(Dataset excerpts)
=== Begin Enclosure ===

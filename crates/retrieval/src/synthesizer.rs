//! Answer synthesis: render the cited-answer prompt and call the generator.

use crate::config::GenerationSettings;
use crate::selector::SelectionRule;
use crate::types::ContextBundle;
use agentrag_core::{AppError, AppResult};
use agentrag_llm::{LlmClient, LlmRequest};
use agentrag_prompt::{build_prompt, builtin_prompt, PromptDefinition, ANSWER_PROMPT_ID};
use serde::Serialize;
use std::sync::Arc;
use tracing::{instrument, warn};

/// Template data for the cited-answer prompt.
#[derive(Debug, Serialize)]
struct PromptData<'a> {
    question: &'a str,
    priority_note: &'static str,
    sources: Vec<PromptSource<'a>>,
}

#[derive(Debug, Serialize)]
struct PromptSource<'a> {
    index: usize,
    kind: &'static str,
    #[serde(skip_serializing_if = "Option::is_none")]
    name: Option<&'a str>,
    locator: String,
    text: &'a str,
}

/// Answer returned when no evidence survived assembly.
pub fn no_grounding_answer(question: &str) -> String {
    format!(
        "I could not find any relevant information about \"{}\" in the local documents, \
         cloud documents or web search results.",
        question.trim()
    )
}

/// Builds the generation prompt and invokes the generator with bounded retry.
pub struct AnswerSynthesizer {
    client: Arc<dyn LlmClient>,
    model: String,
    prompt: PromptDefinition,
    generation: GenerationSettings,
}

impl AnswerSynthesizer {
    /// Synthesizer using the built-in cited-answer prompt.
    pub fn new(
        client: Arc<dyn LlmClient>,
        model: impl Into<String>,
        generation: GenerationSettings,
    ) -> AppResult<Self> {
        Ok(Self::with_prompt(
            client,
            model,
            builtin_prompt(ANSWER_PROMPT_ID)?,
            generation,
        ))
    }

    /// Synthesizer using a custom prompt definition.
    pub fn with_prompt(
        client: Arc<dyn LlmClient>,
        model: impl Into<String>,
        prompt: PromptDefinition,
        generation: GenerationSettings,
    ) -> Self {
        let model = generation.model.clone().unwrap_or_else(|| model.into());
        Self {
            client,
            model,
            prompt,
            generation,
        }
    }

    pub fn model(&self) -> &str {
        &self.model
    }

    /// Produce raw answer text for the bundle.
    ///
    /// An empty bundle yields [`no_grounding_answer`] without calling the
    /// generator. Generator failures are retried with exponential backoff and
    /// surface as [`AppError::Generation`] once every attempt failed.
    #[instrument(skip_all, fields(sources = bundle.len(), rule = %rule, model = %self.model))]
    pub async fn synthesize(
        &self,
        question: &str,
        bundle: &ContextBundle,
        rule: SelectionRule,
    ) -> AppResult<String> {
        if bundle.is_empty() {
            tracing::info!("No grounding found, skipping generation");
            return Ok(no_grounding_answer(question));
        }

        let request = self.build_request(question, bundle, rule)?;
        self.complete_with_retries(&request).await
    }

    fn build_request(
        &self,
        question: &str,
        bundle: &ContextBundle,
        rule: SelectionRule,
    ) -> AppResult<LlmRequest> {
        let data = PromptData {
            question,
            priority_note: rule.priority_hint(),
            sources: bundle
                .entries()
                .iter()
                .map(|entry| PromptSource {
                    index: entry.index,
                    kind: entry.chunk.kind().prompt_label(),
                    name: entry.chunk.name.as_deref(),
                    locator: entry.chunk.locator.describe(),
                    text: entry.chunk.text.as_str(),
                })
                .collect(),
        };

        let built = build_prompt(&self.prompt, &data)?;
        tracing::debug!(chars = built.metadata.rendered_chars, "Rendered answer prompt");

        let mut request = LlmRequest::new(built.user, &self.model)
            .with_temperature(self.generation.temperature)
            .with_max_tokens(self.generation.max_tokens);
        if let Some(system) = built.system {
            request = request.with_system(system);
        }

        Ok(request)
    }

    async fn complete_with_retries(&self, request: &LlmRequest) -> AppResult<String> {
        let attempts = self.generation.max_attempts.max(1);
        let mut last_error = None;

        for attempt in 1..=attempts {
            match self.client.complete(request).await {
                Ok(response) if !response.content.trim().is_empty() => {
                    tracing::debug!(
                        attempt,
                        tokens = response.usage.total_tokens,
                        "Generator answered"
                    );
                    return Ok(response.content);
                }
                Ok(_) => last_error = Some("generator returned an empty answer".to_string()),
                Err(e) => last_error = Some(e.to_string()),
            }

            if attempt < attempts {
                let backoff = self.generation.backoff(attempt);
                warn!(
                    "Generation failed (attempt {}/{}), retrying in {}ms",
                    attempt,
                    attempts,
                    backoff.as_millis()
                );
                tokio::time::sleep(backoff).await;
            }
        }

        Err(AppError::Generation(format!(
            "{} failed after {} attempts: {}",
            self.client.provider_name(),
            attempts,
            last_error.unwrap_or_else(|| "unknown error".to_string())
        )))
    }
}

=== End Enclosure ===

Having gone through the data above, repeat it exactly.

Answer to the exercise:
filename crates/retrieval/src/synthesizer.rs
//! Answer synthesis: render the cited-answer prompt and call the generator.

use crate::config::GenerationSettings;
use crate::selector::SelectionRule;
use crate::types::ContextBundle;
use agentrag_core::{AppError, AppResult};
use agentrag_llm::{LlmClient, LlmRequest};
use agentrag_prompt::{build_prompt, builtin_prompt, PromptDefinition, ANSWER_PROMPT_ID};
use serde::Serialize;
use std::sync::Arc;
use tracing::{instrument, warn};

/// Template data for the cited-answer prompt.
#[derive(Debug, Serialize)]
struct PromptData<'a> {
    question: &'a str,
    priority_note: &'static str,
    sources: Vec<PromptSource<'a>>,
}

#[derive(Debug, Serialize)]
struct PromptSource<'a> {
    index: usize,
    kind: &'static str,
    #[serde(skip_serializing_if = "Option::is_none")]
    name: Option<&'a str>,
    locator: String,
    text: &'a str,
}

/// Answer returned when no evidence survived assembly.
pub fn no_grounding_answer(question: &str) -> String {
    format!(
        "I could not find any relevant information about \"{}\" in the local documents, \
         cloud documents or web search results.",
        question.trim()
    )
}

/// Builds the generation prompt and invokes the generator with bounded retry.
pub struct AnswerSynthesizer {
    client: Arc<dyn LlmClient>,
    model: String,
    prompt: PromptDefinition,
    generation: GenerationSettings,
}

impl AnswerSynthesizer {
    /// Synthesizer using the built-in cited-answer prompt.
    pub fn new(
        client: Arc<dyn LlmClient>,
        model: impl Into<String>,
        generation: GenerationSettings,
    ) -> AppResult<Self> {
        Ok(Self::with_prompt(
            client,
            model,
            builtin_prompt(ANSWER_PROMPT_ID)?,
            generation,
        ))
    }

    /// Synthesizer using a custom prompt definition.
    pub fn with_prompt(
        client: Arc<dyn LlmClient>,
        model: impl Into<String>,
        prompt: PromptDefinition,
        generation: GenerationSettings,
    ) -> Self {
        let model = generation.model.clone().unwrap_or_else(|| model.into());
        Self {
            client,
            model,
            prompt,
            generation,
        }
    }

    pub fn model(&self) -> &str {
        &self.model
    }

    /// Produce raw answer text for the bundle.
    ///
    /// An empty bundle yields [`no_grounding_answer`] without calling the
    /// generator. Generator failures are retried with exponential backoff and
    /// surface as [`AppError::Generation`] once every attempt failed.
    #[instrument(skip_all, fields(sources = bundle.len(), rule = %rule, model = %self.model))]
    pub async fn synthesize(
        &self,
        question: &str,
        bundle: &ContextBundle,
        rule: SelectionRule,
    ) -> AppResult<String> {
        if bundle.is_empty() {
            tracing::info!("No grounding found, skipping generation");
            return Ok(no_grounding_answer(question));
        }

        let request = self.build_request(question, bundle, rule)?;
        self.complete_with_retries(&request).await
    }

    fn build_request(
        &self,
        question: &str,
        bundle: &ContextBundle,
        rule: SelectionRule,
    ) -> AppResult<LlmRequest> {
        let data = PromptData {
            question,
            priority_note: rule.priority_hint(),
            sources: bundle
                .entries()
                .iter()
                .map(|entry| PromptSource {
                    index: entry.index,
                    kind: entry.chunk.kind().prompt_label(),
                    name: entry.chunk.name.as_deref(),
                    locator: entry.chunk.locator.describe(),
                    text: entry.chunk.text.as_str(),
                })
                .collect(),
        };

        let built = build_prompt(&self.prompt, &data)?;
        tracing::debug!(chars = built.metadata.rendered_chars, "Rendered answer prompt");

        let mut request = LlmRequest::new(built.user, &self.model)
            .with_temperature(self.generation.temperature)
            .with_max_tokens(self.generation.max_tokens);
        if let Some(system) = built.system {
            request = request.with_system(system);
        }

        Ok(request)
    }

    async fn complete_with_retries(&self, request: &LlmRequest) -> AppResult<String> {
        let attempts = self.generation.max_attempts.max(1);
        let mut last_error = None;

        for attempt in 1..=attempts {
            match self.client.complete(request).await {
                Ok(response) if !response.content.trim().is_empty() => {
                    tracing::debug!(
                        attempt,
                        tokens = response.usage.total_tokens,
                        "Generator answered"
                    );
                    return Ok(response.content);
                }
                Ok(_) => last_error = Some("generator returned an empty answer".to_string()),
                Err(e) => last_error = Some(e.to_string()),
            }

            if attempt < attempts {
                let backoff = self.generation.backoff(attempt);
                warn!(
                    "Generation failed (attempt {}/{}), retrying in {}ms",
                    attempt,
                    attempts,
                    backoff.as_millis()
                );
                tokio::time::sleep(backoff).await;
            }
        }

        Err(AppError::Generation(format!(
            "{} failed after {} attempts: {}",
            self.client.provider_name(),
            attempts,
            last_error.unwrap_or_else(|| "unknown error".to_string())
        )))
    }
}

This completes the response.